Parallels between artificial reprogramming and the biogenesis of cancer stem cells: Involvement of lncRNAs

Cellular identity is established and maintained by the interplay of cell type-specific transcription factors and epigenetic regulation of the genome. During development in vivo and differentiation in vitro, transitions from one cell type to the next are triggered by cell signaling events culminating in modifications of chromatin that render genes accessible or inaccessible to the transcriptional apparatus. In recent years it has become apparent that cellular identity is plastic, and technological reprogramming methods such as somatic cell nuclear transfer and induced pluripotency can yield reprogrammed cells that have been restored to a state of developmental potency.
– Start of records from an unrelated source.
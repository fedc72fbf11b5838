use crate::domain::k003_blog_post::api::{fetch_blog_post, upsert_blog_post};
use contracts::domain::k003_blog_post::BlogPostDto;
use leptos::prelude::*;
use leptos::task::spawn_local;

#[component]
#[allow(non_snake_case)]
pub fn BlogPostDetails(
    #[prop(optional_no_strip)] id: Option<String>,
    on_close: Callback<()>,
) -> impl IntoView {
    let (title, set_title) = signal(String::new());
    let (slug, set_slug) = signal(String::new());
    let (author, set_author) = signal(String::new());
    let (body, set_body) = signal(String::new());
    let (published, set_published) = signal(false);
    let (error, set_error) = signal::<Option<String>>(None);

    let post_id = StoredValue::new(id.clone());

    if let Some(id) = id {
        spawn_local(async move {
            match fetch_blog_post(&id).await {
                Ok(post) => {
                    set_title.set(post.base.description);
                    set_slug.set(post.slug);
                    set_author.set(post.author);
                    set_body.set(post.body);
                    set_published.set(post.published_at.is_some());
                }
                Err(e) => set_error.set(Some(e)),
            }
        });
    }

    let save = move |_| {
        let dto = BlogPostDto {
            id: post_id.get_value(),
            code: None,
            description: title.get(),
            slug: slug.get(),
            body: body.get(),
            author: author.get(),
            published_at: published.get().then(chrono::Utc::now),
            comment: None,
        };
        spawn_local(async move {
            match upsert_blog_post(dto).await {
                Ok(_) => on_close.run(()),
                Err(e) => set_error.set(Some(e)),
            }
        });
    };

    view! {
        <div class="details">
            <div class="header">
                <h2>{move || if post_id.get_value().is_some() { "Edit post" } else { "New post" }}</h2>
                <div class="header__actions">
                    <button class="button button--primary" on:click=save>
                        {"Save"}
                    </button>
                    <button class="button button--secondary" on:click=move |_| on_close.run(())>
                        {"Cancel"}
                    </button>
                </div>
            </div>

            {move || error.get().map(|e| view! { <div class="error">{e}</div> })}

            <div class="form">
                <div class="form__row">
                    <label class="form__label">{"Title"}</label>
                    <input
                        type="text"
                        class="form__input"
                        prop:value=move || title.get()
                        on:input=move |ev| set_title.set(event_target_value(&ev))
                    />
                </div>
                <div class="form__row">
                    <label class="form__label">{"Slug"}</label>
                    <input
                        type="text"
                        class="form__input"
                        prop:value=move || slug.get()
                        on:input=move |ev| set_slug.set(event_target_value(&ev))
                    />
                </div>
                <div class="form__row">
                    <label class="form__label">{"Author"}</label>
                    <input
                        type="text"
                        class="form__input"
                        prop:value=move || author.get()
                        on:input=move |ev| set_author.set(event_target_value(&ev))
                    />
                </div>
                <div class="form__row">
                    <label class="form__label">{"Body (markdown)"}</label>
                    <textarea
                        class="form__textarea"
                        rows="16"
                        prop:value=move || body.get()
                        on:input=move |ev| set_body.set(event_target_value(&ev))
                    ></textarea>
                </div>
                <div class="form__row">
                    <label class="form__label">
                        <input
                            type="checkbox"
                            prop:checked=move || published.get()
                            on:change=move |ev| set_published.set(event_target_checked(&ev))
                        />
                        {"Published"}
                    </label>
                </div>
            </div>
        </div>
    }
}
Long noncoding RNAs (lncRNAs) are untranslated functional RNA molecules that are intimately involved in the regulation of the chromatin of protein-coding genes. In fact, recent evidence shows that there are more lncRNA species in the cell than mRNA species and that most protein-coding genes are likely to be under epigenetic regulation mediated by lncRNAs. This review examines lncRNA function in reprogrammed pluripotent cells and cancer stem cells. Because cancer stem cells arise from normal cells, their biogenesis can be viewed as a reprogramming process that occurs in vivo, and parallels between artificial reprogramming and cancer stem cell biogenesis are discussed.